"Saya melihat Demokrat mau berada di tengah, berada di antara Prabowo dan Jokowi. Dengan berada di tengah, dia bisa membaca kemungkinan-kemungkinan politik yang terjadi. Dengan berada di tengah, dia bisa lebih leluasa memilih kawan setelah Pilpres 2019," kata Pengamat politik Lembaga Ilmu Pengetahuan Indonesia (LIPI), Fachry Ali, kepada detikcom, Sabtu (8/6/2019).
Fachry berpendapat PD lebih condong ke kubu pemerintah dibanding kubu oposisi saat ini. Dia juga menyebut sikap Presiden Joko Widodo (Jokowi), Ketum PDIP Megawati Soekarnoputri hingga tokoh-tokoh di koalisi Jokowi menunjukkan kesediaan pihak Jokowi berteman dengan Demokrat.
SCROLL TO CONTINUE WITH CONTENT
Dia menyebut ada indikasi Demokrat tak nyaman berada di koalisi yang mengusung Prabowo Subianto-Sandiaga Uno. Hal itu disebutnya mulai tampak ketika SBY menuliskan surat tentang kampanye akbar Prabowo-Sandiaga di Stadion Utama Gelora Bung Karno (SUGBK) yang disebut tidak lazim dan tak inklusif.
"Surat SBY yang beredar pada waktu kampanye akbar Gerindra dan kawan-kawannya di GBK, itu kan ada surat di mana SBY menilai kampanye itu tidak inklusif, yang terlalu menonjolkan politik identitas, itu sebetulnya sudah indikasi bahwa SBY mau berada di tengah. Memilih menjadi partai penyeimbang," tutur Fachry.

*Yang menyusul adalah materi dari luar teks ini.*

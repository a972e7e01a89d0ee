//! # Cards Hex
//!
//! Application service layer and HTTP adapter for the cards service.
//!
//! ## Architecture
//!
//! - `query` - picks the lookup strategy for list filters
//! - `merge` - applies sparse updates while protecting immutable fields
//! - `cache` - cache-aside wrapper around single-entity reads and writes
//! - `guard` - refuses holder deletes and renames while cards reference it
//! - `mapper` - translation between DTOs and domain entities
//! - `service/` - Card and Holder services (orchestrate the above)
//! - `inbound/` - HTTP adapter (Axum server)
//!
//! The services are generic over the repository ports, allowing
//! different repository implementations to be injected.

pub mod cache;
pub mod guard;
pub mod inbound;
pub mod mapper;
pub mod merge;
pub mod openapi;
pub mod query;
pub mod service;


pub use cache::{CacheKey, Cached, EntityCache, InMemoryCache};
pub use service::{CardService, HolderService};
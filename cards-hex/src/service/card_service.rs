//! Card application service.

use std::sync::Arc;

use chrono::Utc;
use validator::Validate;

use cards_types::{
    AppError, Card, CardId, CardRepository, CreateCardRequest, DomainError, ExternalId,
    UpdateCardRequest,
};

use crate::cache::{CacheAside, CacheKey, EntityCache, InMemoryCache};
use crate::mapper;
use crate::merge::Merge;
use crate::query::CardQuery;

/// Application service for card operations.
///
/// Generic over `R: CardRepository` - the adapter is injected at compile time.
/// The cache is injected too and lives as long as the service.
pub struct CardService<R: CardRepository> {
    repo: Arc<R>,
    cache: CacheAside<Card>,
}

impl<R: CardRepository> CardService<R> {
    /// Creates a card service over `repo` using the given cache.
    pub fn new(repo: Arc<R>, cache: Arc<dyn EntityCache<Card>>) -> Self {
        Self {
            repo,
            cache: CacheAside::new(cache),
        }
    }

    /// Creates a card service with a private in-memory cache.
    pub fn with_memory_cache(repo: Arc<R>) -> Self {
        Self::new(repo, Arc::new(InMemoryCache::new()))
    }

    /// Returns a reference to the underlying repository.
    pub fn repo(&self) -> &R {
        &self.repo
    }

    /// Lists cards, optionally filtered by number and/or holder name.
    #[tracing::instrument(skip(self))]
    pub async fn find_all(
        &self,
        number: Option<&str>,
        holder: Option<&str>,
    ) -> Result<Vec<Card>, AppError> {
        let query = CardQuery::compose(number, holder);
        tracing::debug!(?query, "listing cards");
        query.execute(self.repo.as_ref()).await.map_err(Into::into)
    }

    /// Gets a card by surrogate id.
    #[tracing::instrument(skip(self), fields(card_id = %id))]
    pub async fn find_by_id(&self, id: CardId) -> Result<Card, AppError> {
        self.cache
            .read(CacheKey::Id(id.get()), || self.repo.find_card_by_id(id))
            .await?
            .ok_or_else(|| AppError::NotFound(format!("Card with id {} not found", id)))
    }

    /// Gets a card by its external id given in textual form.
    ///
    /// Text that is not a canonical UUID is rejected as malformed before the
    /// store is consulted.
    #[tracing::instrument(skip(self))]
    pub async fn find_by_external_id(&self, external_id: &str) -> Result<Card, AppError> {
        let external_id: ExternalId = external_id.parse()?;

        self.cache
            .read(CacheKey::External(external_id), || {
                self.repo.find_card_by_external_id(external_id)
            })
            .await?
            .ok_or_else(|| {
                AppError::NotFound(format!("Card with external id {} not found", external_id))
            })
    }

    /// Creates a new card.
    #[tracing::instrument(skip(self, req), fields(holder = %req.holder_name))]
    pub async fn create(&self, req: CreateCardRequest) -> Result<Card, AppError> {
        req.validate().map_err(DomainError::from)?;

        let card = mapper::new_card(req, Utc::now());
        let created = self
            .cache
            .write(|| self.repo.insert_card(card))
            .await?;

        tracing::info!(card_id = %created.id, external_id = %created.external_id, "card created");
        Ok(created)
    }

    /// Updates a card. Omitted fields keep their value; the holder never changes.
    ///
    /// Backs both full replace and partial patch.
    #[tracing::instrument(skip(self, req), fields(card_id = %id))]
    pub async fn update(&self, id: CardId, req: UpdateCardRequest) -> Result<Card, AppError> {
        req.validate().map_err(DomainError::from)?;

        let existing = self.find_by_id(id).await?;
        let merged = existing.merge(mapper::card_patch(req), Utc::now());
        let updated = self
            .cache
            .write(|| self.repo.replace_card(merged))
            .await?;

        tracing::info!("card updated");
        Ok(updated)
    }

    /// Deletes a card.
    #[tracing::instrument(skip(self), fields(card_id = %id))]
    pub async fn delete(&self, id: CardId) -> Result<(), AppError> {
        let existing = self.find_by_id(id).await?;
        let deleted = self
            .cache
            .remove(&existing, || self.repo.delete_card_by_id(id))
            .await?;

        if !deleted {
            return Err(AppError::NotFound(format!("Card with id {} not found", id)));
        }

        tracing::info!("card deleted");
        Ok(())
    }
}
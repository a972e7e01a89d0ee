//! Cards CLI
//!
//! Command-line interface for the Cards API.

use anyhow::Result;
use chrono::NaiveDate;
use clap::{Parser, Subcommand};

use cards_client::CardsClient;
use cards_types::{CardId, CreateCardRequest, HolderId, UpdateCardRequest};

#[derive(Parser)]
#[command(name = "cards")]
#[command(author, version, about = "Cards API CLI client", long_about = None)]
struct Cli {
    /// Base URL of the Cards API
    #[arg(long, env = "CARDS_API_URL", default_value = "http://localhost:3000")]
    api_url: String,

    /// API version path segment
    #[arg(long, env = "CARDS_API_VERSION", default_value = "v1")]
    api_version: String,

    #[command(subcommand)]
    command: Commands,
}

#[derive(Subcommand)]
enum Commands {
    /// Card operations
    Card {
        #[command(subcommand)]
        action: CardCommands,
    },
    /// Holder operations
    Holder {
        #[command(subcommand)]
        action: HolderCommands,
    },
    /// Check API health
    Health,
}

/// Fields shared by `card update` and `card patch`.
#[derive(clap::Args)]
struct CardChanges {
    #[arg(long)]
    number: Option<String>,
    #[arg(long)]
    cvc: Option<String>,
    /// Expiry date (YYYY-MM-DD)
    #[arg(long)]
    expiry: Option<NaiveDate>,
    #[arg(long)]
    balance: Option<f64>,
}

impl From<CardChanges> for UpdateCardRequest {
    fn from(changes: CardChanges) -> Self {
        UpdateCardRequest {
            number: changes.number,
            cvc: changes.cvc,
            expiry: changes.expiry,
            balance: changes.balance,
        }
    }
}

#[derive(Subcommand)]
enum CardCommands {
    /// List cards
    List {
        /// Substring of the card number
        #[arg(long)]
        number: Option<String>,
        /// Substring of the holder name
        #[arg(long)]
        holder: Option<String>,
    },
    /// Get card details
    Get {
        /// Card ID
        id: String,
    },
    /// Get card details by external UUID
    GetExternal {
        external_id: String,
    },
    /// Create a new card
    Create {
        #[arg(long)]
        number: String,
        #[arg(long)]
        cvc: String,
        /// Expiry date (YYYY-MM-DD)
        #[arg(long)]
        expiry: NaiveDate,
        #[arg(long)]
        holder: String,
        #[arg(long, default_value_t = 0.0)]
        balance: f64,
    },
    /// Replace a card (PUT)
    Update {
        id: String,
        #[command(flatten)]
        changes: CardChanges,
    },
    /// Partially update a card (PATCH)
    Patch {
        id: String,
        #[command(flatten)]
        changes: CardChanges,
    },
    /// Delete a card
    Delete {
        id: String,
    },
}

#[derive(Subcommand)]
enum HolderCommands {
    /// List holders
    List {
        /// Substring of the holder name
        #[arg(long)]
        name: Option<String>,
    },
    /// Get holder details
    Get {
        /// Holder ID
        id: String,
    },
    /// Get a holder by exact name
    ByName {
        name: String,
    },
    /// Create a new holder
    Create {
        name: String,
    },
    /// Rename a holder
    Update {
        id: String,
        #[arg(long)]
        name: Option<String>,
    },
    /// Delete a holder without cards
    Delete {
        id: String,
    },
}

fn parse_card_id(s: &str) -> Result<CardId> {
    s.parse().map_err(|_| anyhow::anyhow!("Invalid card ID: {}", s))
}

fn parse_holder_id(s: &str) -> Result<HolderId> {
    s.parse()
        .map_err(|_| anyhow::anyhow!("Invalid holder ID: {}", s))
}

#[tokio::main]
async fn main() -> Result<()> {
    dotenvy::dotenv().ok();

    let cli = Cli::parse();

    let client = CardsClient::new(&cli.api_url).with_api_version(cli.api_version);

    match cli.command {
        Commands::Health => {
            let healthy = client.health().await?;
            if healthy {
                println!("✓ API is healthy");
            } else {
                println!("✗ API is not healthy");
                std::process::exit(1);
            }
        }

        Commands::Card { action } => match action {
            CardCommands::List { number, holder } => {
                let cards = client
                    .list_cards(number.as_deref(), holder.as_deref())
                    .await?;
                println!("{}", serde_json::to_string_pretty(&cards)?);
            }
            CardCommands::Get { id } => {
                let card = client.get_card(parse_card_id(&id)?).await?;
                println!("{}", serde_json::to_string_pretty(&card)?);
            }
            CardCommands::GetExternal { external_id } => {
                let card = client.get_card_by_external_id(&external_id).await?;
                println!("{}", serde_json::to_string_pretty(&card)?);
            }
            CardCommands::Create {
                number,
                cvc,
                expiry,
                holder,
                balance,
            } => {
                let req = CreateCardRequest {
                    number,
                    cvc,
                    expiry,
                    holder_name: holder,
                    balance,
                };
                let card = client.create_card(&req).await?;
                println!("{}", serde_json::to_string_pretty(&card)?);
            }
            CardCommands::Update { id, changes } => {
                let card = client
                    .replace_card(parse_card_id(&id)?, &changes.into())
                    .await?;
                println!("{}", serde_json::to_string_pretty(&card)?);
            }
            CardCommands::Patch { id, changes } => {
                let card = client
                    .patch_card(parse_card_id(&id)?, &changes.into())
                    .await?;
                println!("{}", serde_json::to_string_pretty(&card)?);
            }
            CardCommands::Delete { id } => {
                client.delete_card(parse_card_id(&id)?).await?;
                println!("✓ Card deleted");
            }
        },

        Commands::Holder { action } => match action {
            HolderCommands::List { name } => {
                let holders = client.list_holders(name.as_deref()).await?;
                println!("{}", serde_json::to_string_pretty(&holders)?);
            }
            HolderCommands::Get { id } => {
                let holder = client.get_holder(parse_holder_id(&id)?).await?;
                println!("{}", serde_json::to_string_pretty(&holder)?);
            }
            HolderCommands::ByName { name } => {
                let holder = client.get_holder_by_name(&name).await?;
                println!("{}", serde_json::to_string_pretty(&holder)?);
            }
            HolderCommands::Create { name } => {
                let holder = client.create_holder(&name).await?;
                println!("{}", serde_json::to_string_pretty(&holder)?);
            }
            HolderCommands::Update { id, name } => {
                let holder = client.update_holder(parse_holder_id(&id)?, name).await?;
                println!("{}", serde_json::to_string_pretty(&holder)?);
            }
            HolderCommands::Delete { id } => {
                client.delete_holder(parse_holder_id(&id)?).await?;
                println!("✓ Holder deleted");
            }
        },
    }

    Ok(())
}
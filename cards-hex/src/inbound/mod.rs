//! HTTP Inbound Adapter
//!
//! Axum-based HTTP server that drives the application layer.

pub mod handlers;
mod server;

pub use server::{DEFAULT_API_VERSION, HttpServer};
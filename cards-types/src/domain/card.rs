//! Card domain model.

use chrono::{DateTime, NaiveDate, Utc};
use serde::{Deserialize, Serialize};
use utoipa::ToSchema;

use super::external_id::ExternalId;
use crate::error::DomainError;

/// Surrogate identifier for a Card, assigned by the store.
#[derive(
    Debug, Clone, Copy, PartialEq, Eq, Hash, PartialOrd, Ord, Serialize, Deserialize, ToSchema,
)]
#[serde(transparent)]
pub struct CardId(i64);

impl CardId {
    pub fn new(id: i64) -> Self {
        Self(id)
    }

    pub fn get(&self) -> i64 {
        self.0
    }
}

impl std::fmt::Display for CardId {
    fn fmt(&self, f: &mut std::fmt::Formatter<'_>) -> std::fmt::Result {
        write!(f, "{}", self.0)
    }
}

impl std::str::FromStr for CardId {
    type Err = DomainError;

    fn from_str(s: &str) -> Result<Self, Self::Err> {
        s.trim()
            .parse::<i64>()
            .map(Self)
            .map_err(|_| DomainError::MalformedIdentifier(s.to_string()))
    }
}

/// A payment card.
#[derive(Debug, Clone, PartialEq, Serialize, Deserialize)]
pub struct Card {
    pub id: CardId,
    pub external_id: ExternalId,
    /// Card number as supplied (bare, space or hyphen grouped)
    pub number: String,
    pub cvc: String,
    pub expiry: NaiveDate,
    /// Name of the owning holder. Fixed at creation.
    pub holder_name: String,
    pub balance: f64,
    pub created_at: DateTime<Utc>,
    pub updated_at: DateTime<Utc>,
}

/// A card that has not been persisted yet.
///
/// Carries everything except the surrogate id, which only the store knows.
#[derive(Debug, Clone, PartialEq)]
pub struct NewCard {
    pub external_id: ExternalId,
    pub number: String,
    pub cvc: String,
    pub expiry: NaiveDate,
    pub holder_name: String,
    pub balance: f64,
    pub created_at: DateTime<Utc>,
    pub updated_at: DateTime<Utc>,
}

impl NewCard {
    /// Attaches the id assigned by the store.
    pub fn with_id(self, id: CardId) -> Card {
        Card {
            id,
            external_id: self.external_id,
            number: self.number,
            cvc: self.cvc,
            expiry: self.expiry,
            holder_name: self.holder_name,
            balance: self.balance,
            created_at: self.created_at,
            updated_at: self.updated_at,
        }
    }
}

#[cfg(test)]
mod tests {
    use super::*;

    #[test]
    fn test_card_id_parse() {
        let id: CardId = "42".parse().unwrap();
        assert_eq!(id.get(), 42);
    }

    #[test]
    fn test_card_id_parse_rejects_text() {
        let result = "abc".parse::<CardId>();
        assert!(matches!(result, Err(DomainError::MalformedIdentifier(_))));
    }

    #[test]
    fn test_with_id_keeps_fields() {
        let now = Utc::now();
        let draft = NewCard {
            external_id: ExternalId::new(),
            number: "1111-2222-3333-4444".to_string(),
            cvc: "123".to_string(),
            expiry: NaiveDate::from_ymd_opt(2099, 1, 31).unwrap(),
            holder_name: "Ana".to_string(),
            balance: 10.0,
            created_at: now,
            updated_at: now,
        };

        let card = draft.clone().with_id(CardId::new(7));

        assert_eq!(card.id, CardId::new(7));
        assert_eq!(card.external_id, draft.external_id);
        assert_eq!(card.holder_name, "Ana");
        assert_eq!(card.created_at, now);
    }
}
//! SQLite repository adapter.
#![allow(clippy::collapsible_if)]

use async_trait::async_trait;
use sqlx::SqlitePool;
use sqlx::sqlite::{SqliteConnectOptions, SqlitePoolOptions};
use std::str::FromStr;

use cards_types::{
    Card, CardId, CardPredicate, CardRepository, ExternalId, Holder, HolderId, HolderPredicate,
    HolderRepository, NewCard, NewHolder, RepoError, fold_case,
};

use crate::types::{
    SqliteCardRow, SqliteHolderRow, card_conflict, db_err, holder_conflict, map_write_err, tx_err,
};

const CARD_COLUMNS: &str =
    "id, external_id, number, cvc, expiry, holder_name, balance, created_at, updated_at";
const HOLDER_COLUMNS: &str = "id, name, created_at, updated_at";

// ─────────────────────────────────────────────────────────────────────────────
// SQLite Repository
// ─────────────────────────────────────────────────────────────────────────────

/// SQLite repository implementation.
pub struct SqliteRepo {
    pool: SqlitePool,
}

/// Executes SQL statements from a migration file, splitting by semicolons.
async fn execute_migration(pool: &SqlitePool, sql: &str, name: &str) -> anyhow::Result<()> {
    for statement in sql.split(';') {
        let stmt = statement.trim();
        if !stmt.is_empty() {
            sqlx::query(stmt)
                .execute(pool)
                .await
                .map_err(|e| anyhow::anyhow!("Migration {} failed: {}", name, e))?;
        }
    }
    Ok(())
}

impl SqliteRepo {
    /// Creates a new SQLite repository with automatic migration.
    pub async fn new(database_url: &str) -> anyhow::Result<Self> {
        let in_memory = database_url.contains(":memory:") || database_url.contains("mode=memory");

        // Ensure on-disk SQLite target directory exists.
        if !in_memory {
            if let Some(path) = database_url.strip_prefix("sqlite://") {
                let path = path.split('?').next().unwrap_or(path);
                if let Some(parent) = std::path::Path::new(path).parent() {
                    if !parent.as_os_str().is_empty() {
                        tokio::fs::create_dir_all(parent).await?;
                    }
                }
            }
        }

        let options = SqliteConnectOptions::from_str(database_url)?.create_if_missing(true);
        // Every connection to `:memory:` opens its own empty database.
        let max_connections = if in_memory { 1 } else { 5 };
        let pool = SqlitePoolOptions::new()
            .max_connections(max_connections)
            .connect_with(options)
            .await?;

        let repo = Self { pool };
        repo.run_migrations().await?;
        tracing::debug!(in_memory, "SQLite schema ready");
        Ok(repo)
    }

    /// Returns a reference to the connection pool.
    pub fn pool(&self) -> &SqlitePool {
        &self.pool
    }

    async fn run_migrations(&self) -> anyhow::Result<()> {
        execute_migration(
            &self.pool,
            include_str!("../migrations/0001_create_holders.sql"),
            "0001",
        )
        .await?;
        execute_migration(
            &self.pool,
            include_str!("../migrations/0002_create_cards.sql"),
            "0002",
        )
        .await?;
        Ok(())
    }
}

/// Renders a card predicate as a WHERE clause and its bind values.
///
/// Holder text is compared against the stored `holder_key`, never `lower()`.
fn card_filter(predicate: &CardPredicate) -> (&'static str, Vec<String>) {
    match predicate {
        CardPredicate::NumberContains(number) => {
            ("instr(lower(number), ?) > 0", vec![fold_case(number)])
        }
        CardPredicate::HolderContains(holder) => {
            ("instr(holder_key, ?) > 0", vec![fold_case(holder)])
        }
        CardPredicate::NumberAndHolderContain { number, holder } => (
            "instr(lower(number), ?) > 0 AND instr(holder_key, ?) > 0",
            vec![fold_case(number), fold_case(holder)],
        ),
        CardPredicate::HolderIs(name) => ("holder_key = ?", vec![fold_case(name)]),
    }
}

fn holder_filter(predicate: &HolderPredicate) -> (&'static str, String) {
    match predicate {
        HolderPredicate::NameContains(name) => ("instr(name_key, ?) > 0", fold_case(name)),
        HolderPredicate::NameIs(name) => ("name_key = ?", fold_case(name)),
    }
}

// ─────────────────────────────────────────────────────────────────────────────
// Card repository
// ─────────────────────────────────────────────────────────────────────────────

#[async_trait]
impl CardRepository for SqliteRepo {
    async fn find_all_cards(&self) -> Result<Vec<Card>, RepoError> {
        let sql = format!("SELECT {CARD_COLUMNS} FROM cards ORDER BY id");
        let rows: Vec<SqliteCardRow> = sqlx::query_as(&sql)
            .fetch_all(&self.pool)
            .await
            .map_err(db_err)?;

        rows.into_iter().map(SqliteCardRow::into_domain).collect()
    }

    async fn find_cards_by(&self, predicate: &CardPredicate) -> Result<Vec<Card>, RepoError> {
        let (clause, binds) = card_filter(predicate);
        let sql = format!("SELECT {CARD_COLUMNS} FROM cards WHERE {clause} ORDER BY id");

        let mut query = sqlx::query_as::<_, SqliteCardRow>(&sql);
        for value in binds {
            query = query.bind(value);
        }
        let rows = query.fetch_all(&self.pool).await.map_err(db_err)?;

        rows.into_iter().map(SqliteCardRow::into_domain).collect()
    }

    async fn find_card_by_id(&self, id: CardId) -> Result<Option<Card>, RepoError> {
        let sql = format!("SELECT {CARD_COLUMNS} FROM cards WHERE id = ?");
        let row: Option<SqliteCardRow> = sqlx::query_as(&sql)
            .bind(id.get())
            .fetch_optional(&self.pool)
            .await
            .map_err(db_err)?;

        row.map(SqliteCardRow::into_domain).transpose()
    }

    async fn find_card_by_external_id(&self, id: ExternalId) -> Result<Option<Card>, RepoError> {
        let sql = format!("SELECT {CARD_COLUMNS} FROM cards WHERE external_id = ?");
        let row: Option<SqliteCardRow> = sqlx::query_as(&sql)
            .bind(id.to_string())
            .fetch_optional(&self.pool)
            .await
            .map_err(db_err)?;

        row.map(SqliteCardRow::into_domain).transpose()
    }

    async fn exists_card_by(&self, predicate: &CardPredicate) -> Result<bool, RepoError> {
        let (clause, binds) = card_filter(predicate);
        let sql = format!("SELECT EXISTS (SELECT 1 FROM cards WHERE {clause})");

        let mut query = sqlx::query_scalar::<_, bool>(&sql);
        for value in binds {
            query = query.bind(value);
        }
        query.fetch_one(&self.pool).await.map_err(db_err)
    }

    async fn insert_card(&self, card: NewCard) -> Result<Card, RepoError> {
        let result = sqlx::query(
            r#"INSERT INTO cards (external_id, number, cvc, expiry, holder_name, holder_key,
                                 balance, created_at, updated_at)
               VALUES (?, ?, ?, ?, ?, ?, ?, ?, ?)"#,
        )
        .bind(card.external_id.to_string())
        .bind(&card.number)
        .bind(&card.cvc)
        .bind(card.expiry.to_string())
        .bind(&card.holder_name)
        .bind(fold_case(&card.holder_name))
        .bind(card.balance)
        .bind(card.created_at.to_rfc3339())
        .bind(card.updated_at.to_rfc3339())
        .execute(&self.pool)
        .await
        .map_err(|e| map_write_err(e, || card_conflict(card.external_id)))?;

        Ok(card.with_id(CardId::new(result.last_insert_rowid())))
    }

    async fn replace_card(&self, card: Card) -> Result<Card, RepoError> {
        let result = sqlx::query(
            r#"UPDATE cards
               SET external_id = ?, number = ?, cvc = ?, expiry = ?, holder_name = ?,
                   holder_key = ?, balance = ?, created_at = ?, updated_at = ?
               WHERE id = ?"#,
        )
        .bind(card.external_id.to_string())
        .bind(&card.number)
        .bind(&card.cvc)
        .bind(card.expiry.to_string())
        .bind(&card.holder_name)
        .bind(fold_case(&card.holder_name))
        .bind(card.balance)
        .bind(card.created_at.to_rfc3339())
        .bind(card.updated_at.to_rfc3339())
        .bind(card.id.get())
        .execute(&self.pool)
        .await
        .map_err(|e| map_write_err(e, || card_conflict(card.external_id)))?;

        if result.rows_affected() == 0 {
            return Err(RepoError::NotFound);
        }

        Ok(card)
    }

    async fn delete_card_by_id(&self, id: CardId) -> Result<bool, RepoError> {
        let result = sqlx::query("DELETE FROM cards WHERE id = ?")
            .bind(id.get())
            .execute(&self.pool)
            .await
            .map_err(db_err)?;

        Ok(result.rows_affected() > 0)
    }
}

// ─────────────────────────────────────────────────────────────────────────────
// Holder repository
// ─────────────────────────────────────────────────────────────────────────────

#[async_trait]
impl HolderRepository for SqliteRepo {
    async fn find_all_holders(&self) -> Result<Vec<Holder>, RepoError> {
        let sql = format!("SELECT {HOLDER_COLUMNS} FROM holders ORDER BY id");
        let rows: Vec<SqliteHolderRow> = sqlx::query_as(&sql)
            .fetch_all(&self.pool)
            .await
            .map_err(db_err)?;

        rows.into_iter().map(SqliteHolderRow::into_domain).collect()
    }

    async fn find_holders_by(
        &self,
        predicate: &HolderPredicate,
    ) -> Result<Vec<Holder>, RepoError> {
        let (clause, value) = holder_filter(predicate);
        let sql = format!("SELECT {HOLDER_COLUMNS} FROM holders WHERE {clause} ORDER BY id");
        let rows: Vec<SqliteHolderRow> = sqlx::query_as(&sql)
            .bind(value)
            .fetch_all(&self.pool)
            .await
            .map_err(db_err)?;

        rows.into_iter().map(SqliteHolderRow::into_domain).collect()
    }

    async fn find_holder_by_id(&self, id: HolderId) -> Result<Option<Holder>, RepoError> {
        let sql = format!("SELECT {HOLDER_COLUMNS} FROM holders WHERE id = ?");
        let row: Option<SqliteHolderRow> = sqlx::query_as(&sql)
            .bind(id.get())
            .fetch_optional(&self.pool)
            .await
            .map_err(db_err)?;

        row.map(SqliteHolderRow::into_domain).transpose()
    }

    async fn insert_holder(&self, holder: NewHolder) -> Result<Holder, RepoError> {
        let result = sqlx::query(
            "INSERT INTO holders (name, name_key, created_at, updated_at) VALUES (?, ?, ?, ?)",
        )
        .bind(&holder.name)
        .bind(fold_case(&holder.name))
        .bind(holder.created_at.to_rfc3339())
        .bind(holder.updated_at.to_rfc3339())
        .execute(&self.pool)
        .await
        .map_err(|e| map_write_err(e, || holder_conflict(&holder.name)))?;

        Ok(holder.with_id(HolderId::new(result.last_insert_rowid())))
    }

    async fn replace_holder(&self, holder: Holder) -> Result<Holder, RepoError> {
        let result = sqlx::query(
            r#"UPDATE holders SET name = ?, name_key = ?, created_at = ?, updated_at = ?
               WHERE id = ?"#,
        )
        .bind(&holder.name)
        .bind(fold_case(&holder.name))
        .bind(holder.created_at.to_rfc3339())
        .bind(holder.updated_at.to_rfc3339())
        .bind(holder.id.get())
        .execute(&self.pool)
        .await
        .map_err(|e| map_write_err(e, || holder_conflict(&holder.name)))?;

        if result.rows_affected() == 0 {
            return Err(RepoError::NotFound);
        }

        Ok(holder)
    }

    async fn delete_holder_unreferenced(
        &self,
        id: HolderId,
        still_referenced: &CardPredicate,
    ) -> Result<bool, RepoError> {
        let mut db_tx = self.pool.begin().await.map_err(tx_err)?;

        let (clause, binds) = card_filter(still_referenced);
        let sql = format!("SELECT EXISTS (SELECT 1 FROM cards WHERE {clause})");
        let mut query = sqlx::query_scalar::<_, bool>(&sql);
        for value in binds {
            query = query.bind(value);
        }
        let referenced = query.fetch_one(&mut *db_tx).await.map_err(db_err)?;

        if referenced {
            db_tx.rollback().await.map_err(tx_err)?;
            return Ok(false);
        }

        let result = sqlx::query("DELETE FROM holders WHERE id = ?")
            .bind(id.get())
            .execute(&mut *db_tx)
            .await
            .map_err(db_err)?;

        db_tx.commit().await.map_err(tx_err)?;

        Ok(result.rows_affected() > 0)
    }
}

Sebaliknya, pendapat Fachry, PD justru merasa nyaman berada dekat kubu Jokowi. Salah satunya tampak dari kunjungan kedua putra SBY, Agus Harimurti Yudhoyono (AHY) dan Edhie Baskoro Yudhoyono (Ibas) ke Istana Negara dan kediaman Megawati saat hari pertama Idul Fitri (5/6) kemarin.
"Berkunjungnya AHY dan keluarga ke Istana dan rumah Bu Mega itu semuanya indikasi Demokrat dan kubu Pak Jokowi berteman. SBY ingin ada di tengah. Belum tentu SBY tetap di koalisi Prabowo setelah Pilpres. Sama saja seperti PAN, sama saja Demokrat dan PAN," tutur Fachry.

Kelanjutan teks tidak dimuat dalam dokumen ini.